When the respiratory muscles become exhausted, acute respiratory failure may ensue

Metabolic Acidosis

Metabolic acidosis is defined as a bicarbonate level of less than 22 mEq/L with a pH of less than 7.35.

Causes of metabolic acidosis

Metabolic acidosis is caused by either a deficit of base in the bloodstream or an excess of acids, other than CO2.

Diarrhea and intestinal fistulas may cause decreased levels of the base.

Causes of increased acids include:
- Renal failure
- Diabetic ketoacidosis
- Anaerobic metabolism
- Starvation
- Salicylate intoxication

Signs and symptoms

Nervous system manifestations include headache, confusion, and restlessness progressing to lethargy, then stupor or coma.
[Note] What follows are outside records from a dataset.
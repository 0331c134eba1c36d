use crate::payment::{Payment, PaymentRecord};
use crate::processor_type::ProcessorType;
use async_trait::async_trait;
use rust_decimal::Decimal;
use serde::Serialize;
use std::fmt::Display;

/// One successfully forwarded payment, scored by when it was forwarded.
#[derive(Debug, Clone, PartialEq, Eq)]
pub struct LedgerEntry {
    pub processor: ProcessorType,
    pub correlation_id: uuid::Uuid,
    pub amount: Decimal,
    pub timestamp_ms: i64,
}

impl LedgerEntry {
    pub fn new(processor: ProcessorType, payment: &Payment, record: &PaymentRecord) -> Self {
        Self {
            processor,
            correlation_id: payment.correlation_id,
            amount: payment.amount,
            timestamp_ms: record.requested_at_ms(),
        }
    }

    /// Sorted-set member: `"{correlationId}:{amount}"`.
    pub fn member(&self) -> String {
        format!("{}:{}", self.correlation_id, self.amount)
    }
}

#[derive(Debug, Clone, Copy, Default, PartialEq, Eq, Serialize)]
pub struct RequestStats {
    #[serde(rename = "totalRequests")]
    pub count: i64,
    #[serde(rename = "totalAmount", with = "rust_decimal::serde::float")]
    pub total_amount: Decimal,
}

#[derive(Debug, Clone, Copy, Default, PartialEq, Eq, Serialize)]
pub struct StatsResponse {
    pub default: RequestStats,
    pub fallback: RequestStats,
}

#[derive(Debug)]
pub enum LedgerError {
    Pool(deadpool_postgres::PoolError),
    Query(tokio_postgres::Error),
}

impl Display for LedgerError {
    fn fmt(&self, f: &mut std::fmt::Formatter<'_>) -> std::fmt::Result {
        match self {
            LedgerError::Pool(e) => write!(f, "failed to get a client from the pool: {}", e),
            LedgerError::Query(e) => write!(f, "ledger query failed: {}", e),
        }
    }
}

impl std::error::Error for LedgerError {}

impl From<deadpool_postgres::PoolError> for LedgerError {
    fn from(e: deadpool_postgres::PoolError) -> Self {
        LedgerError::Pool(e)
    }
}

impl From<tokio_postgres::Error> for LedgerError {
    fn from(e: tokio_postgres::Error) -> Self {
        LedgerError::Query(e)
    }
}

/// Time-indexed store: one sorted set per processor identity.
#[async_trait]
pub trait LedgerStore: Send + Sync {
    /// Adds the entry's member to its processor's set. Re-adding an existing
    /// member only moves its score.
    async fn append(&self, entry: &LedgerEntry) -> Result<(), LedgerError>;

    async fn append_batch(&self, entries: &[LedgerEntry]) -> Result<(), LedgerError> {
        for entry in entries {
            self.append(entry).await?;
        }
        Ok(())
    }

    /// Count and sum of amounts with score in `[from_ms, to_ms]`.
    async fn range_aggregate(
        &self,
        processor: ProcessorType,
        from_ms: i64,
        to_ms: i64,
    ) -> Result<RequestStats, LedgerError>;

    /// Clears both sets. Destructive.
    async fn reset(&self) -> Result<(), LedgerError>;
}

const SCHEMA: &str = "
    CREATE TABLE IF NOT EXISTS ledger_entries (
        set_key TEXT NOT NULL,
        member TEXT NOT NULL,
        score BIGINT NOT NULL,
        amount NUMERIC NOT NULL,
        PRIMARY KEY (set_key, member)
    );
    CREATE INDEX IF NOT EXISTS ledger_entries_score_idx ON ledger_entries (set_key, score);
";

const UPSERT: &str = "
    INSERT INTO ledger_entries (set_key, member, score, amount)
    VALUES ($1, $2, $3, $4)
    ON CONFLICT (set_key, member) DO UPDATE SET score = EXCLUDED.score
";

const UPSERT_BATCH: &str = "
    INSERT INTO ledger_entries (set_key, member, score, amount)
    SELECT * FROM UNNEST($1::text[], $2::text[], $3::int8[], $4::numeric[])
    ON CONFLICT (set_key, member) DO UPDATE SET score = EXCLUDED.score
";

const RANGE_AGGREGATE: &str = "
    SELECT COUNT(*) AS total_requests,
           COALESCE(SUM(amount), 0) AS total_amount
    FROM ledger_entries
    WHERE set_key = $1
      AND score BETWEEN $2 AND $3
";

pub struct Store {
    dbpool: deadpool_postgres::Pool,
}

impl Store {
    pub fn new(dbpool: deadpool_postgres::Pool) -> Self {
        Self { dbpool }
    }

    /// Fails when the database is unreachable, so startup can refuse to run.
    pub async fn ensure_schema(&self) -> Result<(), LedgerError> {
        let client = self.dbpool.get().await?;
        client.batch_execute(SCHEMA).await?;
        Ok(())
    }
}

#[async_trait]
impl LedgerStore for Store {
    async fn append(&self, entry: &LedgerEntry) -> Result<(), LedgerError> {
        let client = self.dbpool.get().await?;
        let stmt = client.prepare_cached(UPSERT).await?;

        client
            .execute(
                &stmt,
                &[
                    &entry.processor,
                    &entry.member(),
                    &entry.timestamp_ms,
                    &entry.amount,
                ],
            )
            .await?;

        Ok(())
    }

    async fn append_batch(&self, entries: &[LedgerEntry]) -> Result<(), LedgerError> {
        match entries {
            [] => return Ok(()),
            [entry] => return self.append(entry).await,
            _ => {}
        }

        let mut keys = Vec::with_capacity(entries.len());
        let mut members = Vec::with_capacity(entries.len());
        let mut scores = Vec::with_capacity(entries.len());
        let mut amounts = Vec::with_capacity(entries.len());

        // A member repeated within one statement would hit the same row twice.
        let mut seen = std::collections::HashSet::with_capacity(entries.len());
        for entry in entries.iter().rev() {
            let member = entry.member();
            if !seen.insert((entry.processor, member.clone())) {
                continue;
            }
            keys.push(entry.processor);
            members.push(member);
            scores.push(entry.timestamp_ms);
            amounts.push(entry.amount);
        }

        let client = self.dbpool.get().await?;
        let stmt = client.prepare_cached(UPSERT_BATCH).await?;
        client
            .execute(&stmt, &[&keys, &members, &scores, &amounts])
            .await?;

        Ok(())
    }

    async fn range_aggregate(
        &self,
        processor: ProcessorType,
        from_ms: i64,
        to_ms: i64,
    ) -> Result<RequestStats, LedgerError> {
        let client = self.dbpool.get().await?;
        let stmt = client.prepare_cached(RANGE_AGGREGATE).await?;
        let row = client.query_one(&stmt, &[&processor, &from_ms, &to_ms]).await?;

        Ok(RequestStats {
            count: row.get("total_requests"),
            total_amount: row.get("total_amount"),
        })
    }

    async fn reset(&self) -> Result<(), LedgerError> {
        let client = self.dbpool.get().await?;
        client.batch_execute("TRUNCATE TABLE ledger_entries").await?;
        Ok(())
    }
}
Cardiac dysrhythmias are common and Kussmaul respirations occur in an effort to compensate for the pH by blowing off more CO2.

Warm, flushed skin, as well as nausea and vomiting,  are commonly noted.

The presence of metabolic acidosis should spur a search for hypoxic tissue somewhere in the body.

Hypoxemia can lead to anaerobic metabolism system-wide, but hypoxia of any tissue bed will produce metabolic acids as a result of anaerobic metabolism even if the PaO2 is normal.

Current research has shown that the use of sodium bicarbonate is indicated only for known bicarbonate-responsive acidosis, such as that seen with renal failure.

Routine use of sodium bicarbonate to treat metabolic acidosis results in subsequent metabolic alkalosis with hypernatremia and should be avoided.

Metabolic Alkalosis

Metabolic alkalosis is defined as a bicarbonate level greater than 26 mEq/liter with a pH greater than 7.45.

Causes of metabolic alkalosis

Either an excess of base or a loss of acid within the body can cause metabolic alkalosis.